What is the International Fellowship Program (IFP)?
The IFP places international firefighters in leading U.S. fire departments for six months to learn best practices and internalize the U.S. fire service culture. This initial version of the program is sponsored by the Saudi Aramco Oil Company who dispatches 32 members of its Fire Protection Department to the U.S. per year, in four cohorts of eight firefighters.
What is Saudi Aramco?
Saudi Aramco is a Saudi Arabian national petroleum and natural gas company based in Dhahran, Saudi Arabia. It’s considered one of the world’s largest companies.
Why was the IFP created?
The Saudi Aramco Fire Protection Department Manager is committed to continuous improvement and wants his firefighters to get more real-life experiences to hone their decision-making skills under pressure. Given Saudi Aramco’s strong prevention/safety culture, their firefighters have few opportunities to run real fire emergency calls. Since Saudi Aramco used to be an American company, its entire operational culture (as well as apparatus) is based on the U.S. fire service. It made sense that they would turn to the IAFC to help embed their firefighters in U.S. fire departments to gain crucial, hands-on experience.
What are the Saudi Aramco firefighters here to do?
The Saudi Aramco firefighters are here to increase their operational experience by running calls. They ride fourth/fifth on apparatus for five months but are not counted towards minimum staffing.
What type of experience and/or training do the firefighters have?
Saudi Aramco’s Fire Protection Department is an all-hazards fire department that protects industrial sites as well as Saudi Aramco compounds/communities. They are all Pro Board and IFSAC certified firefighters. The Saudi Aramco firefighters are trained to the first-responder level but are not EMTs. All EMS is outsourced to Johns Hopkins who runs the hospital systems at the compounds.
What can the Saudi Aramco firefighters do?

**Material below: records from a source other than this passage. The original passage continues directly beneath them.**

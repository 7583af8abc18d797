pub mod config;
pub mod jwt;
pub mod models;
pub mod utils;

pub use self::config::*;
pub use self::jwt::inspect_token;
pub use self::models::token::TokenStatus;
pub use self::utils::*;
// web-server/src/gate.rs
//! Route classification and the per-request auth decision.
//!
//! Kept free of actix types so the whole table can be tested directly.

use common::{AuthConfig, TokenStatus};

#[derive(Debug, Clone, PartialEq, Eq)]
pub enum RouteKind {
    /// Old admin URL, always sent to the matching dashboard URL
    Legacy { target: String },
    /// Login and friends; authenticated users are bounced away
    AuthPage,
    /// Requires a valid token
    Protected,
    /// Not gated
    Public,
}

#[derive(Debug, Clone, PartialEq, Eq)]
pub enum GateDecision {
    Allow,
    AllowAndClearCookie,
    RedirectToLogin { clear_cookie: bool },
    RedirectToDashboard,
    RedirectLegacy(String),
}

#[derive(Debug, Clone)]
pub struct GatePolicy {
    pub login_path: String,
    pub dashboard_path: String,
    protected_prefixes: Vec<String>,
    auth_pages: Vec<String>,
    bypass_prefixes: Vec<String>,
    legacy_prefix: String,
}

// `/dashboard` matches `/dashboard` and `/dashboard/x`, not `/dashboards`
fn matches_prefix(path: &str, prefix: &str) -> bool {
    let prefix = prefix.trim_end_matches('/');
    if prefix.is_empty() {
        return true;
    }
    match path.strip_prefix(prefix) {
        Some(rest) => rest.is_empty() || rest.starts_with('/'),
        None => false,
    }
}

impl GatePolicy {
    pub fn from_config(config: &AuthConfig) -> Self {
        Self {
            login_path: config.login_path.clone(),
            dashboard_path: config.dashboard_path.clone(),
            protected_prefixes: config.protected_prefixes.clone(),
            auth_pages: config.auth_pages.clone(),
            bypass_prefixes: config.bypass_prefixes.clone(),
            legacy_prefix: config.legacy_prefix.clone(),
        }
    }

    pub fn classify(&self, path: &str, query: &str) -> RouteKind {
        if !self.legacy_prefix.is_empty() && matches_prefix(path, &self.legacy_prefix) {
            let rest = &path[self.legacy_prefix.trim_end_matches('/').len()..];
            let mut target = format!("{}{}", self.dashboard_path.trim_end_matches('/'), rest);
            if !query.is_empty() {
                target.push('?');
                target.push_str(query);
            }
            return RouteKind::Legacy { target };
        }

        if self.bypass_prefixes.iter().any(|p| matches_prefix(path, p)) {
            return RouteKind::Public;
        }

        if self.auth_pages.iter().any(|p| matches_prefix(path, p)) {
            return RouteKind::AuthPage;
        }

        if self.protected_prefixes.iter().any(|p| matches_prefix(path, p)) {
            return RouteKind::Protected;
        }

        RouteKind::Public
    }

    /// Whether the token has to be validated before deciding
    pub fn needs_token(&self, route: &RouteKind) -> bool {
        matches!(route, RouteKind::AuthPage | RouteKind::Protected)
    }

    /// `token` is `None` when no token cookie was sent
    pub fn decide(&self, route: &RouteKind, token: Option<TokenStatus>) -> GateDecision {
        match route {
            RouteKind::Legacy { target } => GateDecision::RedirectLegacy(target.clone()),
            RouteKind::Public => GateDecision::Allow,
            RouteKind::AuthPage => match token {
                None => GateDecision::Allow,
                Some(status) if status.is_valid() => GateDecision::RedirectToDashboard,
                Some(_) => GateDecision::AllowAndClearCookie,
            },
            RouteKind::Protected => match token {
                None => GateDecision::RedirectToLogin { clear_cookie: false },
                Some(status) if status.is_valid() => GateDecision::Allow,
                Some(_) => GateDecision::RedirectToLogin { clear_cookie: true },
            },
        }
    }
}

The Saudi Aramco firefighters’ skill-level is evaluated during a three-week skills verification period with the department’s training division. Only those who demonstrate their competency during this time are released to the stations. The Saudi Aramco firefighters may do anything (including interior firefighting) that the commanding officer feels comfortable with. Because they are on a J-1 visa, they may not perform patient care. They may, however, assist crews during a medical response.
What is this program costing our fire department?
The International Fellowship Program picks up the costs for all PPE, equipment, and instructor-time needed for the SA firefighters. This program is cost-neutral to the department.
What is the benefit to me personally, and to the department?
The largest benefit to our department is the opportunity to test and challenge ourselves.
As Fire Chief Fullum says: “We embrace the challenges and opportunities of providing those services in a fast-paced and complex environment. Through training, innovation, and a data-driven decision-making lens, we are able to remain in a constant state of improvement.”
This This is a unique program: participating departments' personnel will have an opportunity to work with a far different culture than they typically do with international ride-a longs or visitors. This program also offers professional development opportunities for personnel: formal leadership classes and networking with the other departments taking part in the program. The tangible benefits of this program are relational.
What can they do on a medical call?
The work visas that the fellowship members are under do not allow them to medically treat someone. Therefore, they are only allowed to perform tasks on a medical scene that do not require medical training and/or certification. But they can assist with carrying equipment, loading patients, etc.
Do they get treated like probationary firefighters on calls and around the station?
These firefighters are guests in the department and should be treated as such. All of the fellows have many years of experience within the fire service; some are officers within their own departments. They shouldn’t be treated like rookie firefighters. However, that doesn’t mean that they aren’t expected to work alongside your personnel. They are expected to contribute around the station and on scene like all other firefighters. They are here to experience station life and learn how U.S. fire departments fight fire. On fire scenes, officers should look out for them while they gain the experience to operate at the department’s levels, just like they would any new firefighter within their department.